Le timing : un détail qui n'en est pas un

Le calendrier de signature pèse plus que beaucoup ne le pensent. Trois points concrets.

Date d'effet de la rupture. Signer en fin de mois plutôt qu'en début permet souvent de toucher un salaire complet supplémentaire avant de basculer en allocation. La convention fixe librement la date d'effet, sous réserve qu'elle soit postérieure à l'homologation par la DREETS, laquelle intervient quinze jours ouvrables après la fin du délai de rétractation (art. L. 1237-14 CT).

Différé spécifique d'indemnisation. France Travail applique un différé calculé sur la part d'indemnité supérieure au minimum légal, divisée par un diviseur annuel fixé chaque année en fonction du plafond de la sécurité sociale. Plafond pour la rupture conventionnelle : 150 jours. Une indemnité très généreuse retarde donc d'autant le premier versement de l'ARE. Pour un créateur d'entreprise qui a besoin de trésorerie au démarrage, l'arbitrage entre montant et carence se fait au cas par cas.

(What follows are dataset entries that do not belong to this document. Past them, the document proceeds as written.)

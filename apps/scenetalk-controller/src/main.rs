use std::process::ExitCode;
use std::time::Duration;

use anyhow::{Context, Result};
use clap::Parser;
use scenetalk_controller::{logging, Cli, ControllerConfig, ControllerContext};
use tracing::{error, info};

/// How long blocking-pool work may linger once the controller has stopped.
/// A pending stdin read never finishes on its own.
const BLOCKING_DRAIN: Duration = Duration::from_millis(250);

fn main() -> ExitCode {
    let cli = Cli::parse();
    let runtime = match tokio::runtime::Builder::new_current_thread()
        .enable_all()
        .build()
    {
        Ok(rt) => rt,
        Err(err) => {
            eprintln!("scenetalk-controller: tokio runtime init failed: {err}");
            return ExitCode::FAILURE;
        }
    };

    let result = runtime.block_on(start(cli));
    runtime.shutdown_timeout(BLOCKING_DRAIN);
    match result {
        Ok(()) => ExitCode::SUCCESS,
        Err(err) => {
            error!(error = %format!("{err:#}"), "controller exited with error");
            eprintln!("scenetalk-controller: {err:#}");
            ExitCode::FAILURE
        }
    }
}

async fn start(cli: Cli) -> Result<()> {
    let config = ControllerConfig::try_from(cli).context("invalid configuration")?;
    logging::init(&config.log).context("failed to initialise logging")?;
    info!(
        worker = ?config.worker,
        admin = %config.admin_endpoint(),
        stdin = config.stdin,
        advertise = ?config.advertise,
        "starting scenetalk controller"
    );
    let context = ControllerContext::new(config)?;
    scenetalk_controller::run(context).await
}
//! Sidecar controller for the procedural worker.
//!
//! The controller launches the worker, keeps an admin WebSocket open to it,
//! resolves the packages and files the worker asks for against the catalog
//! API, and advertises itself to the catalog while it runs.

pub mod advertise;
pub mod bridge;
pub mod command;
pub mod config;
pub mod logging;
pub mod protocol;
pub mod resolver;
pub mod runtime;
pub mod supervisor;
pub mod work;

pub use config::{Cli, ControllerConfig};
pub use runtime::{run, ControllerContext};
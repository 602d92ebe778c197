//! Launches the worker and ties its lifetime to the controller's.

use std::io;
use std::path::PathBuf;
use std::process::{ExitStatus, Stdio};

use thiserror::Error;
use tokio::process::{Child, Command};
use tokio_util::sync::CancellationToken;
use tracing::{debug, error, info, warn};

use crate::bridge::{AdminBridge, BridgeError};

#[derive(Debug, Error)]
pub enum SupervisorError {
    #[error("failed to launch worker {}: {source}", path.display())]
    Spawn {
        path: PathBuf,
        #[source]
        source: io::Error,
    },
    #[error("failed to wait on worker: {0}")]
    Wait(#[source] io::Error),
    #[error("worker exited with {0}")]
    WorkerExited(ExitStatus),
    #[error(transparent)]
    Bridge(#[from] BridgeError),
}

#[derive(Debug, Clone)]
pub struct WorkerSupervisor {
    worker: PathBuf,
    client_endpoint: String,
    admin_endpoint: String,
}

enum WorkerEvent {
    Exited(io::Result<ExitStatus>),
    BridgeFailed(BridgeError),
    Shutdown,
}

impl WorkerSupervisor {
    pub fn new(
        worker: impl Into<PathBuf>,
        client_endpoint: impl Into<String>,
        admin_endpoint: impl Into<String>,
    ) -> Self {
        Self {
            worker: worker.into(),
            client_endpoint: client_endpoint.into(),
            admin_endpoint: admin_endpoint.into(),
        }
    }

    /// `<worker> --client <client_endpoint> --admin <admin_endpoint>`
    pub fn worker_command(&self) -> Command {
        let mut command = Command::new(&self.worker);
        command
            .arg("--client")
            .arg(&self.client_endpoint)
            .arg("--admin")
            .arg(&self.admin_endpoint)
            .stdin(Stdio::null())
            .kill_on_drop(true);
        command
    }

    /// Runs the worker next to `bridge`. Worker exit always cancels
    /// `shutdown`; a crashed worker is not restarted.
    pub async fn run(
        self,
        bridge: AdminBridge,
        shutdown: CancellationToken,
    ) -> Result<(), SupervisorError> {
        info!(
            worker = %self.worker.display(),
            client = %self.client_endpoint,
            admin = %self.admin_endpoint,
            "launching worker"
        );
        let mut child = self
            .worker_command()
            .spawn()
            .map_err(|source| SupervisorError::Spawn {
                path: self.worker.clone(),
                source,
            })?;
        debug!(pid = child.id(), "worker started");

        let bridge_task = bridge.run(shutdown.clone());
        tokio::pin!(bridge_task);
        let mut bridge_done = false;

        let event = loop {
            tokio::select! {
                status = child.wait() => break WorkerEvent::Exited(status),
                result = &mut bridge_task, if !bridge_done => {
                    bridge_done = true;
                    if let Err(err) = result {
                        break WorkerEvent::BridgeFailed(err);
                    }
                }
                _ = shutdown.cancelled() => break WorkerEvent::Shutdown,
            }
        };

        match event {
            WorkerEvent::Exited(status) => {
                shutdown.cancel();
                if !bridge_done {
                    if let Err(err) = (&mut bridge_task).await {
                        debug!(error = %err, "admin bridge ended after worker exit");
                    }
                }
                let status = status.map_err(SupervisorError::Wait)?;
                if status.success() {
                    info!(%status, "worker exited");
                    Ok(())
                } else {
                    error!(%status, "worker exited abnormally");
                    Err(SupervisorError::WorkerExited(status))
                }
            }
            WorkerEvent::BridgeFailed(err) => {
                error!(error = %err, "admin bridge failed; stopping worker");
                shutdown.cancel();
                stop(&mut child).await;
                Err(SupervisorError::Bridge(err))
            }
            WorkerEvent::Shutdown => {
                info!("shutdown requested; stopping worker");
                stop(&mut child).await;
                if !bridge_done {
                    if let Err(err) = (&mut bridge_task).await {
                        debug!(error = %err, "admin bridge ended during shutdown");
                    }
                }
                Ok(())
            }
        }
    }
}

async fn stop(child: &mut Child) {
    if let Err(err) = child.start_kill() {
        warn!(error = %err, "failed to signal worker");
    }
    match child.wait().await {
        Ok(status) => debug!(%status, "worker stopped"),
        Err(err) => warn!(error = %err, "failed to reap worker"),
    }
}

Inscription France Travail. Elle conditionne tout le reste. Sans inscription dans les douze mois suivant la fin du contrat, les droits ARE sont perdus. Sans demande d'allocation, pas d'ACRE de droit. L'immatriculation de l'entreprise doit donc s'inscrire dans la séquence : rupture, inscription, demande d'allocation, choix ACRE/ARCE, immatriculation.

Cas concret

Hervé, 56 ans, cadre commercial dans une PME industrielle, 28 ans d'ancienneté, salaire brut 5 200 € sur douze mois. Il a un projet : reprendre une miellerie artisanale dans le Lot-et-Garonne, business plan finalisé, financement bancaire sécurisé à condition de présenter 60 000 € d'apport personnel.

L'indemnité légale calculée s'élève à environ 51 000 €. Hervé négocie une rupture conventionnelle à 78 000 €, l'employeur, qui prépare une réorganisation, accepte sans difficulté. La part supra-légale (27 000 €) génère un différé spécifique, plafonné à 150 jours. Son ARE démarre donc cinq mois après la fin du contrat.

Hervé choisit l'ARCE : il touche 60 % de ses droits restants en capital, soit environ 35 000 € versés en deux fois, qu'il combine avec l'indemnité de rupture pour boucler son apport. L'ACRE allège ses cotisations la première année. Il reste éligible aux 40 % de droits restants si la miellerie venait à fermer.

Erreurs à éviter

Démissionner en pensant signer une rupture conventionnelle plus tard : la démission ferme la porte, sauf à entrer dans le cadre du projet professionnel validé par Transitions Pro.

Immatriculer l'entreprise avant de s'inscrire à France Travail : l'ACRE de droit est perdue, et l'arbitrage ARE/ARCE devient acrobatique.

Négliger le différé spécifique en négociant une indemnité maximale : un capital plus gros, c'est aussi cinq mois sans allocation. Pour qui a besoin de revenus mensuels au démarrage, l'équilibre se réfléchit.

Confondre rupture conventionnelle individuelle (art. L. 1237-11 et s. CT) et rupture conventionnelle collective (art. L. 1237-19 CT) : la seconde suppose un accord majoritaire d'entreprise et une validation administrative. Elle n'est pas négociable à titre individuel.